To fit within the social constructs of the society we created, one made with a set of rules, written and unspoken.

On a day-to-day basis, these masks help me fit in, navigate the system, and for the most part succeed and thrive.

Some masks are simple. I need to check out at the grocery store. I put on a smile, I say hi, swipe my credit card, and move on with my day.

Other masks weave many purposes: to take critical feedback, defend against conflict, and show up in systems that demand business acumen.

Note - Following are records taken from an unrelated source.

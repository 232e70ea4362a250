//! Stub measurement provider.
//!
//! Models a mostly unimplemented AC sensor: only active power carries a
//! value and only active current is described in the accuracy list.
//! Channels that are not supported are left out of `accuracy()` entirely.

use super::{
    MeasurementAccuracy, MeasurementAccuracyRange, MeasurementProvider, MeasurementRange,
    MeasurementType, PowerMode,
};

/// Fixed active power reading in mW.
pub const STUB_ACTIVE_POWER: i64 = 10_000;

/// Measurable active current domain in mA.
const ACTIVE_CURRENT_MIN: i64 = -10_000_000;
const ACTIVE_CURRENT_MAX: i64 = 10_000_000;

/// Measurement provider with hard-wired sample values.
#[derive(Clone, Copy, Debug, Default)]
pub struct StubMeasurementProvider;

impl StubMeasurementProvider {
    pub const fn new() -> Self {
        Self
    }
}

impl MeasurementProvider for StubMeasurementProvider {
    fn power_mode(&self) -> PowerMode {
        PowerMode::Ac
    }

    fn number_of_measurement_types(&self) -> u8 {
        1
    }

    fn accuracy(&self) -> Vec<MeasurementAccuracy> {
        vec![MeasurementAccuracy {
            measurement_type: MeasurementType::ActiveCurrent,
            measured: true,
            min_measured_value: ACTIVE_CURRENT_MIN,
            max_measured_value: ACTIVE_CURRENT_MAX,
            accuracy_ranges: vec![MeasurementAccuracyRange::new(500, 1_000)],
        }]
    }

    fn ranges(&self) -> Vec<MeasurementRange> {
        Vec::new()
    }

    fn active_power(&self) -> Option<i64> {
        Some(STUB_ACTIVE_POWER)
    }
}

#[cfg(test)]
mod tests {
    use super::*;
    use crate::measurement::distinct_measurement_types;

    #[test]
    fn test_power_mode_is_ac() {
        assert_eq!(StubMeasurementProvider::new().power_mode(), PowerMode::Ac);
    }

    #[test]
    fn test_measurement_type_count_matches_accuracy() {
        let provider = StubMeasurementProvider::new();
        assert_eq!(provider.number_of_measurement_types(), 1);
        assert_eq!(
            distinct_measurement_types(&provider),
            provider.number_of_measurement_types() as usize
        );
    }

    #[test]
    fn test_active_current_accuracy() {
        let accuracy = StubMeasurementProvider::new().accuracy();
        assert_eq!(accuracy.len(), 1);

        let record = &accuracy[0];
        assert_eq!(record.measurement_type, MeasurementType::ActiveCurrent);
        assert!(record.measured);
        assert_eq!(record.min_measured_value, -10_000_000);
        assert_eq!(record.max_measured_value, 10_000_000);
        assert_eq!(record.accuracy_ranges, vec![MeasurementAccuracyRange::new(500, 1_000)]);
        assert_eq!(record.validate(), Ok(()));
    }

    #[test]
    fn test_ranges_empty() {
        assert!(StubMeasurementProvider::new().ranges().is_empty());
    }

    #[test]
    fn test_only_active_power_present() {
        let p = StubMeasurementProvider::new();
        assert_eq!(p.active_power(), Some(10_000));

        let absent = [
            p.voltage(),
            p.active_current(),
            p.reactive_current(),
            p.apparent_current(),
            p.reactive_power(),
            p.apparent_power(),
            p.rms_voltage(),
            p.rms_current(),
            p.rms_power(),
            p.frequency(),
            p.power_factor(),
            p.neutral_current(),
        ];
        assert!(absent.iter().all(Option::is_none));
        assert_eq!(p.harmonic_currents(), None);
        assert_eq!(p.harmonic_phases(), None);
    }

    #[test]
    fn test_queries_are_repeatable() {
        let p = StubMeasurementProvider::new();
        assert_eq!(p.power_mode(), p.power_mode());
        assert_eq!(p.number_of_measurement_types(), p.number_of_measurement_types());
        assert_eq!(p.accuracy(), p.accuracy());
        assert_eq!(p.ranges(), p.ranges());

        let channels: [fn(&StubMeasurementProvider) -> Option<i64>; 13] = [
            |p| p.voltage(),
            |p| p.active_current(),
            |p| p.reactive_current(),
            |p| p.apparent_current(),
            |p| p.active_power(),
            |p| p.reactive_power(),
            |p| p.apparent_power(),
            |p| p.rms_voltage(),
            |p| p.rms_current(),
            |p| p.rms_power(),
            |p| p.frequency(),
            |p| p.power_factor(),
            |p| p.neutral_current(),
        ];
        for read in channels {
            assert_eq!(read(&p), read(&p));
        }

        assert_eq!(p.harmonic_currents(), p.harmonic_currents());
        assert_eq!(p.harmonic_phases(), p.harmonic_phases());
    }
}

When we just go about our days, these masks do their jobs.

Then, suddenly, we slow down for a moment, and the cracks appear. The little sliver of light leaks through, and we see a tiny glimpse into what lies beneath.

Maybe it’s a little break in the day.

Maybe it’s someone that holds space for us for a moment.

Maybe it’s a global pandemic that shuts down the whole world.

Regardless, it’s always there, a little knock in our soul.

Most of the time, my masks keep that knock muffled.

Other times, the knock gets louder, the cracks get bigger, and the system of armour, walls, shields, and masks we build reveal weaknesses. The call becomes too great, and we get the support to walk up closer, to veer into the crack, and see again, what we’ve always known.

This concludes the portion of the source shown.